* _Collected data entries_

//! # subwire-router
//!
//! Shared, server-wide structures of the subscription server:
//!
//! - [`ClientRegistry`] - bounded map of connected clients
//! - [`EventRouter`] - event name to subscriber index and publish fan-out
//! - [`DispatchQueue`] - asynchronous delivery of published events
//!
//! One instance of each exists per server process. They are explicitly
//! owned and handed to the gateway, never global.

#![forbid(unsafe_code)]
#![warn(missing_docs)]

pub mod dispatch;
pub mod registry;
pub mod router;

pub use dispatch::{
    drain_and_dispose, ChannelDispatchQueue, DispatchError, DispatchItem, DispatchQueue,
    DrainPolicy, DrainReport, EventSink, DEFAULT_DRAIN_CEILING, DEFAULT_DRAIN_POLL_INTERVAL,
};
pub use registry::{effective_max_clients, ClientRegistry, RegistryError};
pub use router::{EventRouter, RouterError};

...

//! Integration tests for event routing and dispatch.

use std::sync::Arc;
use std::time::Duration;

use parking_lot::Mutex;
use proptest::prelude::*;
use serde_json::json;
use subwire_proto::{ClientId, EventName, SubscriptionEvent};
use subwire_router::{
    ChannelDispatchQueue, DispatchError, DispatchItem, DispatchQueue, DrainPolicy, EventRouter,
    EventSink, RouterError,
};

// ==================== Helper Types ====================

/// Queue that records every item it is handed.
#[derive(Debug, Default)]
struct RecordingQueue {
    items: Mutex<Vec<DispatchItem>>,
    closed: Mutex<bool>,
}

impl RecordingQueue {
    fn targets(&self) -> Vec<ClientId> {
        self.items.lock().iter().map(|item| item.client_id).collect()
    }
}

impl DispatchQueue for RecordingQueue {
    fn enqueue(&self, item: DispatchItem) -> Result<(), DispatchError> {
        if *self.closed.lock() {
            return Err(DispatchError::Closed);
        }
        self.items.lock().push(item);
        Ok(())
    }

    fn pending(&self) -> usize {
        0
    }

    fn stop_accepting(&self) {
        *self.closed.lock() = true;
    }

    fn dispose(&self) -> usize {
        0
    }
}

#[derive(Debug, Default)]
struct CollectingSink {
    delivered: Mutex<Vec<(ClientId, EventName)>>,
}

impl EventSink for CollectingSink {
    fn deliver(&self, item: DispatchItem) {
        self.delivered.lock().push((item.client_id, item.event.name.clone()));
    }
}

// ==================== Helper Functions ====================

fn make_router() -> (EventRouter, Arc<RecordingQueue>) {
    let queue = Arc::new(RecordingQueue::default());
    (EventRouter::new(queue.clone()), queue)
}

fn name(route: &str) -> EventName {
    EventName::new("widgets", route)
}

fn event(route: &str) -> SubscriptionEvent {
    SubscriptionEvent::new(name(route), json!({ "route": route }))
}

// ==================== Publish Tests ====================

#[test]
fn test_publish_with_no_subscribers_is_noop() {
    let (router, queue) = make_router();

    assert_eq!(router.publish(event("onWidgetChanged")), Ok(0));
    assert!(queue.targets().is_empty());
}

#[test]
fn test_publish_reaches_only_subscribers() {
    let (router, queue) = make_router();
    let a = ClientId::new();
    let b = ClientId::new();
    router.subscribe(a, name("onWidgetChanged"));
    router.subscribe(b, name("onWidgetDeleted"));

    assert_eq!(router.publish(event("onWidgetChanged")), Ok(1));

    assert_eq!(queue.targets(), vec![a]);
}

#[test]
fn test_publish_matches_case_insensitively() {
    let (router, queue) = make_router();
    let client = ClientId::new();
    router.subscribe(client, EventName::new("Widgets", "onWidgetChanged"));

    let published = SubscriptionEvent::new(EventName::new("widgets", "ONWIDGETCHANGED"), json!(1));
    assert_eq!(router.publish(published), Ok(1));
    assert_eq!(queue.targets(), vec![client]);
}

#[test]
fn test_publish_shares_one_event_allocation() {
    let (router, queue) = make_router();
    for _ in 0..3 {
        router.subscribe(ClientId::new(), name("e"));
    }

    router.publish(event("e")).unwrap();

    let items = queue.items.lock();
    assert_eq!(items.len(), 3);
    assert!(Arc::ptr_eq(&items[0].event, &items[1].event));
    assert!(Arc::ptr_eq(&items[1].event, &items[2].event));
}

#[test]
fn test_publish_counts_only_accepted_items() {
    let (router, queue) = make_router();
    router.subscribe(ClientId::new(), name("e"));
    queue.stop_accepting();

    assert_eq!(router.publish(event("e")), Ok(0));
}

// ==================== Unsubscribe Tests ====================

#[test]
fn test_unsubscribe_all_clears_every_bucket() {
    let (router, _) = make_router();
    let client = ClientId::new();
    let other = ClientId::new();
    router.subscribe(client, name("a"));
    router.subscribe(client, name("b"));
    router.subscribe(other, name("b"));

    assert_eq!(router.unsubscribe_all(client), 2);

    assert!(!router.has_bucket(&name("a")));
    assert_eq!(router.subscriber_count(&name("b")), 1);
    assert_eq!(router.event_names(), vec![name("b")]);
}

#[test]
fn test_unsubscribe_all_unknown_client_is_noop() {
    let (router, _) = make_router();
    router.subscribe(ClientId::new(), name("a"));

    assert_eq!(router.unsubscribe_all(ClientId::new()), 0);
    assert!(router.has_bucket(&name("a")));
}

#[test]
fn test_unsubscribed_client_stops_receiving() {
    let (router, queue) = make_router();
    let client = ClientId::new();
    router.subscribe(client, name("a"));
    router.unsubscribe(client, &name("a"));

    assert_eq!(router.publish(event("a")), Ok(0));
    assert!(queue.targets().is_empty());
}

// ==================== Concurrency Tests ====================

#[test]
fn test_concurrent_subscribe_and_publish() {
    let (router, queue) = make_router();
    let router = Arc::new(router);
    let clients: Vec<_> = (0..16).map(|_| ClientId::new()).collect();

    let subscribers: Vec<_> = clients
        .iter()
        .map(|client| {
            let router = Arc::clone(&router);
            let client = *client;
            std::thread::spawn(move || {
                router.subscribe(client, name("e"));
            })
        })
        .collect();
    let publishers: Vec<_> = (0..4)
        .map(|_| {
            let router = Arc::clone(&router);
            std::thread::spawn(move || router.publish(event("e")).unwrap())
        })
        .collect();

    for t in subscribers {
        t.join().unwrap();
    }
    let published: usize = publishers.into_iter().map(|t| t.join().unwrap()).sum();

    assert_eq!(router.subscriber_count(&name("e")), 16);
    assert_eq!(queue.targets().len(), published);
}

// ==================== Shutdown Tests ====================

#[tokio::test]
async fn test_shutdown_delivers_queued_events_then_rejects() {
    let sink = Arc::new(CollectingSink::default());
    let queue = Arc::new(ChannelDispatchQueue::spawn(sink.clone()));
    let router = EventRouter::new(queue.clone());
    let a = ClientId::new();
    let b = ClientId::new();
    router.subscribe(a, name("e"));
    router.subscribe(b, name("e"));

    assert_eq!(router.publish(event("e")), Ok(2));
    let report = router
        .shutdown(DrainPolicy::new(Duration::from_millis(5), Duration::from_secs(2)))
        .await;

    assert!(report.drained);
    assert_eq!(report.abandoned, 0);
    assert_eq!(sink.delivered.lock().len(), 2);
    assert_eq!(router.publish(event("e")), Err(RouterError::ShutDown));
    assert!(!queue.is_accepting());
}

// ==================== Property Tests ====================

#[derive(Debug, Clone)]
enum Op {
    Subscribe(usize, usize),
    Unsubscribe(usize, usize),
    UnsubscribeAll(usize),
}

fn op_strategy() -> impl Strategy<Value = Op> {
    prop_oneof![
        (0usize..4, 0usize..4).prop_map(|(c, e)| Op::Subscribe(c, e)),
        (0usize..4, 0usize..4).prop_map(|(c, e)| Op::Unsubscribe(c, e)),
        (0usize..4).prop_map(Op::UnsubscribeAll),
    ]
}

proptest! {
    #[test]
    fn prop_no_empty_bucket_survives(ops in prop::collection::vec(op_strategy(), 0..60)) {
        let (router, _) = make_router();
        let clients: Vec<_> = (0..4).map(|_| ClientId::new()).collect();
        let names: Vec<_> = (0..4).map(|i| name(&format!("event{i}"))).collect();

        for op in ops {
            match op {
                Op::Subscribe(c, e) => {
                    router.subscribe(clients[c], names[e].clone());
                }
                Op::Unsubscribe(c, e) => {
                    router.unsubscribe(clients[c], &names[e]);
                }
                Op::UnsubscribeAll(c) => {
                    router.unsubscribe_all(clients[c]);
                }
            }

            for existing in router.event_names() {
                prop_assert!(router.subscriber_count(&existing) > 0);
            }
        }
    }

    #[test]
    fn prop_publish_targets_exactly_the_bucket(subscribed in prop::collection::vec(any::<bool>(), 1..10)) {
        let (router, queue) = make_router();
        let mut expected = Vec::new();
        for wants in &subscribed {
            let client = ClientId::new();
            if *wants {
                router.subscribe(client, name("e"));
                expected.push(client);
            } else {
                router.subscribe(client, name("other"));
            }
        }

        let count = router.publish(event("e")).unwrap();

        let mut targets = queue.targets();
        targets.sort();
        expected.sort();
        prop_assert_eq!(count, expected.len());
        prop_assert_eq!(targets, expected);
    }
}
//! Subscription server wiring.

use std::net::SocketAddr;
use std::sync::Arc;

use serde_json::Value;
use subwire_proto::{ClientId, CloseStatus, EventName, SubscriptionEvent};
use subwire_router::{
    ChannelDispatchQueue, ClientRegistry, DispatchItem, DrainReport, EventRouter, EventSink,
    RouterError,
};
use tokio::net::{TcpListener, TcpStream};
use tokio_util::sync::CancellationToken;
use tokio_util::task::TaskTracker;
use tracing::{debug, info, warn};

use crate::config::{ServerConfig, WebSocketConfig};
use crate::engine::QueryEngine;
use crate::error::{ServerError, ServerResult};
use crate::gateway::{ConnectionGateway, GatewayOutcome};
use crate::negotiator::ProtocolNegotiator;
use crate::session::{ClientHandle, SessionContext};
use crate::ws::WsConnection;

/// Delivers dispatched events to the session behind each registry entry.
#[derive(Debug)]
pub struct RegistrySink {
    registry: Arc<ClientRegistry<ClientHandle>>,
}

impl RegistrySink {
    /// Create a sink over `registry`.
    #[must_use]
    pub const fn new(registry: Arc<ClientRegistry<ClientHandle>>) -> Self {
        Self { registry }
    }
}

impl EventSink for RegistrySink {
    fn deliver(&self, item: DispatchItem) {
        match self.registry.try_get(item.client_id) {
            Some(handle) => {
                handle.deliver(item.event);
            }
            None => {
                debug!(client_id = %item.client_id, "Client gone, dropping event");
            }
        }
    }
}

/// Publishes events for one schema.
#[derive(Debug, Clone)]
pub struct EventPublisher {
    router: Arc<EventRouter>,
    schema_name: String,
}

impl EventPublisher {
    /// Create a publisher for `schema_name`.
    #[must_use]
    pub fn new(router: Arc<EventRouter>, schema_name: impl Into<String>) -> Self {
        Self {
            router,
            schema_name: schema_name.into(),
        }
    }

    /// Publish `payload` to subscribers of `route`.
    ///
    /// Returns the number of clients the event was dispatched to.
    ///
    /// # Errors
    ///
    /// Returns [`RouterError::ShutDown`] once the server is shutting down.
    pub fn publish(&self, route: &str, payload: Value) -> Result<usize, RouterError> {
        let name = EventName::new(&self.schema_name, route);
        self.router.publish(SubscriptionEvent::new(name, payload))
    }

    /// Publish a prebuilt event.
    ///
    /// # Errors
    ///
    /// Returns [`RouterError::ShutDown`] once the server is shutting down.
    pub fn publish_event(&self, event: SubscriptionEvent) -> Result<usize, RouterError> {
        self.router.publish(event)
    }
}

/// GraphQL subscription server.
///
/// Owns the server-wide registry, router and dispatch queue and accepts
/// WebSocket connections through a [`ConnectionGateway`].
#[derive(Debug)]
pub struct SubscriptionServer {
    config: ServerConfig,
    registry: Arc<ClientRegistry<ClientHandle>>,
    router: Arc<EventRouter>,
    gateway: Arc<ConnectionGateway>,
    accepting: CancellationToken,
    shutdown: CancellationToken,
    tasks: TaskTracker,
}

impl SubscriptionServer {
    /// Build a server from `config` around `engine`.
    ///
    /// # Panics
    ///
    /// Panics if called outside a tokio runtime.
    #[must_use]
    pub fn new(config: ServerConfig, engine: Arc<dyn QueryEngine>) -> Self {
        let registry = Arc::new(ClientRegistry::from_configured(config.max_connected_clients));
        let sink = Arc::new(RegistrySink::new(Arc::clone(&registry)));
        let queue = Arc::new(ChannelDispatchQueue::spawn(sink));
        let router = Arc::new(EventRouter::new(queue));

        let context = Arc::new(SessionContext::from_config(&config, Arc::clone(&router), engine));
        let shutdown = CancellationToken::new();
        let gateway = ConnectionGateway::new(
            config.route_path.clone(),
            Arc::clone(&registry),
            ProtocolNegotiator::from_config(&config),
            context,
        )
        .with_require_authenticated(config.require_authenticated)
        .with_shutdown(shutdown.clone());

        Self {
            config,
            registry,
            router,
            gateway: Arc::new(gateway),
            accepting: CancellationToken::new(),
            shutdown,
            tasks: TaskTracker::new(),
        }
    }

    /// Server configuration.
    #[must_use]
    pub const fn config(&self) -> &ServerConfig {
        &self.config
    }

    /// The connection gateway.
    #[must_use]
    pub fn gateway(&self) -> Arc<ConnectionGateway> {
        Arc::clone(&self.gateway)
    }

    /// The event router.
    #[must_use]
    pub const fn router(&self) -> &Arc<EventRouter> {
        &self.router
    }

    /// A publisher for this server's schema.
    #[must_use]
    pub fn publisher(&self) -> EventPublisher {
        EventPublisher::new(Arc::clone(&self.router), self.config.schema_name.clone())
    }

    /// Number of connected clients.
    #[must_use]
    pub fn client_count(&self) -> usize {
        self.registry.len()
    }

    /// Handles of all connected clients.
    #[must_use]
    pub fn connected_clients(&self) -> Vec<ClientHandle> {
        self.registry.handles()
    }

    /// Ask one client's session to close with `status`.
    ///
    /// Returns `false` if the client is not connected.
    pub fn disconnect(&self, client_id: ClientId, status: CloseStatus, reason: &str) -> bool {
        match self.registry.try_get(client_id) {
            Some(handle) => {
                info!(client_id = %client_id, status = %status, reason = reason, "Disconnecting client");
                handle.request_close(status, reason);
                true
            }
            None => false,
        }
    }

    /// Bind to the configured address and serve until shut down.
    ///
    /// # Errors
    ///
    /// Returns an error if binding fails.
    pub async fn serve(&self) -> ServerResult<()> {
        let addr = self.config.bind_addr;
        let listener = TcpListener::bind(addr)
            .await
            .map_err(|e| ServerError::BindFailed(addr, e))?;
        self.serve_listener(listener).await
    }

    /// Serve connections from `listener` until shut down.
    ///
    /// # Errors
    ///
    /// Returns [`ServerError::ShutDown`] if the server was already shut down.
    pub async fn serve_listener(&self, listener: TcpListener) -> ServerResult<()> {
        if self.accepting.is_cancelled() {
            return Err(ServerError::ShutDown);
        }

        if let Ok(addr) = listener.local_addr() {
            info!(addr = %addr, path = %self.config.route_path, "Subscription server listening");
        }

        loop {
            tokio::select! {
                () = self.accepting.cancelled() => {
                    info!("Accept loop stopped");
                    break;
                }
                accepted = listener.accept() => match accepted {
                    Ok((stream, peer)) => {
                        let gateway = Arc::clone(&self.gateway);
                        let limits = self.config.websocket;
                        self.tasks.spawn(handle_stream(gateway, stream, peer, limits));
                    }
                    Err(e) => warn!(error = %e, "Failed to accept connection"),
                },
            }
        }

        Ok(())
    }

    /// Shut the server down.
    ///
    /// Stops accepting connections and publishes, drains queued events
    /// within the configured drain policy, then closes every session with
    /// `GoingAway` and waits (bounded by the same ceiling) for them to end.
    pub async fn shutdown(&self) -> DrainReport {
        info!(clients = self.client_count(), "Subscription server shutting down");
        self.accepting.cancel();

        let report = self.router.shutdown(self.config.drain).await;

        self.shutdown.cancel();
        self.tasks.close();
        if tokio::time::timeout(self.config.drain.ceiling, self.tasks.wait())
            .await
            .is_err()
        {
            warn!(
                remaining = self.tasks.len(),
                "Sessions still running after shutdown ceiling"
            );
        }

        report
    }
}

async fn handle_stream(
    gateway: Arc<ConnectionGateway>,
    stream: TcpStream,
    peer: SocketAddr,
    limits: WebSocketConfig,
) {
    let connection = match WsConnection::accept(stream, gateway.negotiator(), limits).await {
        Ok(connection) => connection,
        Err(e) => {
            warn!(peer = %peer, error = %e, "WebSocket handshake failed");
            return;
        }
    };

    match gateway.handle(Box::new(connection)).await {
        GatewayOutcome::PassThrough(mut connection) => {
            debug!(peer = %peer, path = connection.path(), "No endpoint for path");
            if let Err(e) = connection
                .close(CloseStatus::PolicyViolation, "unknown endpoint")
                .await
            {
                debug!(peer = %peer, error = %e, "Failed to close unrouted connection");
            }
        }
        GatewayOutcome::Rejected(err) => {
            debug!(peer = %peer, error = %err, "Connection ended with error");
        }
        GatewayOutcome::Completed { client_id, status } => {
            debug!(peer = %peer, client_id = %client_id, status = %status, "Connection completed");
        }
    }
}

...

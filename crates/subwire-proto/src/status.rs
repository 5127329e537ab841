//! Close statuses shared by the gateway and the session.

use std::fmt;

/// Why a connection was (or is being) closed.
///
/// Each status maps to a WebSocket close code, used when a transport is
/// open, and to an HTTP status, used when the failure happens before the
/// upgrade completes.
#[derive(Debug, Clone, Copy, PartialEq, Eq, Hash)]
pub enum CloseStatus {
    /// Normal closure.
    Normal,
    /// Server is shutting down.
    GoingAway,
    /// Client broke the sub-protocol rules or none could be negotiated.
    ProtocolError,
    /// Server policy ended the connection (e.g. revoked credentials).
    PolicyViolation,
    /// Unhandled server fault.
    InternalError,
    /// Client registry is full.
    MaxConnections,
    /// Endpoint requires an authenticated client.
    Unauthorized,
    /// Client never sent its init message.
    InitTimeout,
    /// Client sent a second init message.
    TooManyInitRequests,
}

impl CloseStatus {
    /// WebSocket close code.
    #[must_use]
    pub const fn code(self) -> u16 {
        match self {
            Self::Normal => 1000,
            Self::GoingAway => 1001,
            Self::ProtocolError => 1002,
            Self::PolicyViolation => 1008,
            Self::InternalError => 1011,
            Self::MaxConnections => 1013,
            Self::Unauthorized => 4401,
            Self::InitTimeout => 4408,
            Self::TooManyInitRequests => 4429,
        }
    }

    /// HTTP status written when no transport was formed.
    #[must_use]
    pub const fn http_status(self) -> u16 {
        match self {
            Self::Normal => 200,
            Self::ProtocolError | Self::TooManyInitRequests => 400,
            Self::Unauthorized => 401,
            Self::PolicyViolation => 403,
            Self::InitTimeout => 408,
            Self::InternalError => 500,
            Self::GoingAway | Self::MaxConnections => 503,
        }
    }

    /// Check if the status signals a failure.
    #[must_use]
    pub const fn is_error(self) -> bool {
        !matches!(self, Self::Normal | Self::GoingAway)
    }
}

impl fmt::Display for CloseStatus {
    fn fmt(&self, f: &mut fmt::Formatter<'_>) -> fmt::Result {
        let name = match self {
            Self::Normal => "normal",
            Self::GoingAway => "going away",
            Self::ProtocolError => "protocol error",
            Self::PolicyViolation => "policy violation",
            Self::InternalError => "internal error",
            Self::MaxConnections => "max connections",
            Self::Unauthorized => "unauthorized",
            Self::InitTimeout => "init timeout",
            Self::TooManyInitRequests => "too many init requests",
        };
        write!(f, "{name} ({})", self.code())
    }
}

* _What you will do_
Above are the entries. Output exactly the lines beginning with the line that has "use std::net::SocketAddr;" and ending with the line that has "impl EventSink for RegistrySink".

* _Answer to this exercise_
use std::net::SocketAddr;
use std::sync::Arc;

use serde_json::Value;
use subwire_proto::{ClientId, CloseStatus, EventName, SubscriptionEvent};
use subwire_router::{
    ChannelDispatchQueue, ClientRegistry, DispatchItem, DrainReport, EventRouter, EventSink,
    RouterError,
};
use tokio::net::{TcpListener, TcpStream};
use tokio_util::sync::CancellationToken;
use tokio_util::task::TaskTracker;
use tracing::{debug, info, warn};

use crate::config::{ServerConfig, WebSocketConfig};
use crate::engine::QueryEngine;
use crate::error::{ServerError, ServerResult};
use crate::gateway::{ConnectionGateway, GatewayOutcome};
use crate::negotiator::ProtocolNegotiator;
use crate::session::{ClientHandle, SessionContext};
use crate::ws::WsConnection;

/// Delivers dispatched events to the session behind each registry entry.
#[derive(Debug)]
pub struct RegistrySink {
    registry: Arc<ClientRegistry<ClientHandle>>,
}

impl RegistrySink {
    /// Create a sink over `registry`.
    #[must_use]
    pub const fn new(registry: Arc<ClientRegistry<ClientHandle>>) -> Self {
        Self { registry }
    }
}

impl EventSink for RegistrySink {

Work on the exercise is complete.